Task objective
Copy the entries exactly, through the "pub const NODES_TABLE: &str" line.

Task data
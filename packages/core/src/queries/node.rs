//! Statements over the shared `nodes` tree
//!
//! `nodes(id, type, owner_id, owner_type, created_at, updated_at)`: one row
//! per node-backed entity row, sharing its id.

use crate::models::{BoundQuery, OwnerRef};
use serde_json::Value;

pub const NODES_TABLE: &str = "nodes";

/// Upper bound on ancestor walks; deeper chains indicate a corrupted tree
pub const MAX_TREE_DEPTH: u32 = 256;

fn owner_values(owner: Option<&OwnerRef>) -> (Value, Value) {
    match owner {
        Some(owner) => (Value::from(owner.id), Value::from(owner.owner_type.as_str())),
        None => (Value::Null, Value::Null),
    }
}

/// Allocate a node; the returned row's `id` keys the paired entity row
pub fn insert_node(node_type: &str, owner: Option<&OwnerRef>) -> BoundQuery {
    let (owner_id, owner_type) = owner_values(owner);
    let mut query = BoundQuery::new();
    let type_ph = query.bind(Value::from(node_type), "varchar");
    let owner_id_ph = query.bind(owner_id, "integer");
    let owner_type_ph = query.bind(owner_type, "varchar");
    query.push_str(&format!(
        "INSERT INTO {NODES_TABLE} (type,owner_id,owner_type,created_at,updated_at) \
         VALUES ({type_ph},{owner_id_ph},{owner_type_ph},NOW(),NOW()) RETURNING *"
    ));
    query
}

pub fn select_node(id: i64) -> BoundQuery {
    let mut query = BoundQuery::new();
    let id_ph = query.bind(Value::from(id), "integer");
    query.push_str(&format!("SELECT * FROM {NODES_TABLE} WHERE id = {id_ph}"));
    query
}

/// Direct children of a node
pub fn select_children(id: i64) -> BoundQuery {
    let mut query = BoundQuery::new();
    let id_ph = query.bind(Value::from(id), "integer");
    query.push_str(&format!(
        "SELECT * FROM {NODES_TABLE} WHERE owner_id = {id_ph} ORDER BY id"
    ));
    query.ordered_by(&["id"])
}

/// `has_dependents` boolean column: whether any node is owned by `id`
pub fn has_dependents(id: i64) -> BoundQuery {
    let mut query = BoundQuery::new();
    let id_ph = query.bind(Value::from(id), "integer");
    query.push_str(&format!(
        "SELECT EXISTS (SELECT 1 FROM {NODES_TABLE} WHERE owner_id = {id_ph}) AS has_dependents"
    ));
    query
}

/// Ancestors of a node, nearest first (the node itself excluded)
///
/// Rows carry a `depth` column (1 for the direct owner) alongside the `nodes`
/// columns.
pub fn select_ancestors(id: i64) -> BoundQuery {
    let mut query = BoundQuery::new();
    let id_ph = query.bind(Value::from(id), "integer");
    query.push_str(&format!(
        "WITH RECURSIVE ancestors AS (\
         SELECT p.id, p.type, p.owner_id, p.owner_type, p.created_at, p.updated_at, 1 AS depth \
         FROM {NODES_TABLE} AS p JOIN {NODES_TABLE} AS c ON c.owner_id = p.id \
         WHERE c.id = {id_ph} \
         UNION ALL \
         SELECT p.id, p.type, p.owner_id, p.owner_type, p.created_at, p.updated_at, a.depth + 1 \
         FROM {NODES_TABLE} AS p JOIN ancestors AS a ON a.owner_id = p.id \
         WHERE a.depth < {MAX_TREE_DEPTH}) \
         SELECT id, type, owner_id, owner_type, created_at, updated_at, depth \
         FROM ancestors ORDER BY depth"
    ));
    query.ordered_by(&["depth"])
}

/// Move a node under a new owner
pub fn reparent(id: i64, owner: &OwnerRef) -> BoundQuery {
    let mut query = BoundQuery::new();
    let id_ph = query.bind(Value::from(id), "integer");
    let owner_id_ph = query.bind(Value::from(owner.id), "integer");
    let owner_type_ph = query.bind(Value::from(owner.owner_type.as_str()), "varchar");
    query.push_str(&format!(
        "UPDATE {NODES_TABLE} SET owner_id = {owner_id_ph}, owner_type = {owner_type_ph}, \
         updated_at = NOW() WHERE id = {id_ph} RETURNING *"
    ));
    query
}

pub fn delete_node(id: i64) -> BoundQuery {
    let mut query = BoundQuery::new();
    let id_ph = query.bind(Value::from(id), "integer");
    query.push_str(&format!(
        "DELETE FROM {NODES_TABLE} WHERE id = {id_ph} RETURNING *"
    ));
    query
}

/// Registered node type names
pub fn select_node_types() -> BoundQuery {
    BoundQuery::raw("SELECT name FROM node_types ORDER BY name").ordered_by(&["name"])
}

Expected answer
filename packages/core/src/queries/node.rs
//! Statements over the shared `nodes` tree
//!
//! `nodes(id, type, owner_id, owner_type, created_at, updated_at)`: one row
//! per node-backed entity row, sharing its id.

use crate::models::{BoundQuery, OwnerRef};
use serde_json::Value;

pub const NODES_TABLE: &str = "nodes";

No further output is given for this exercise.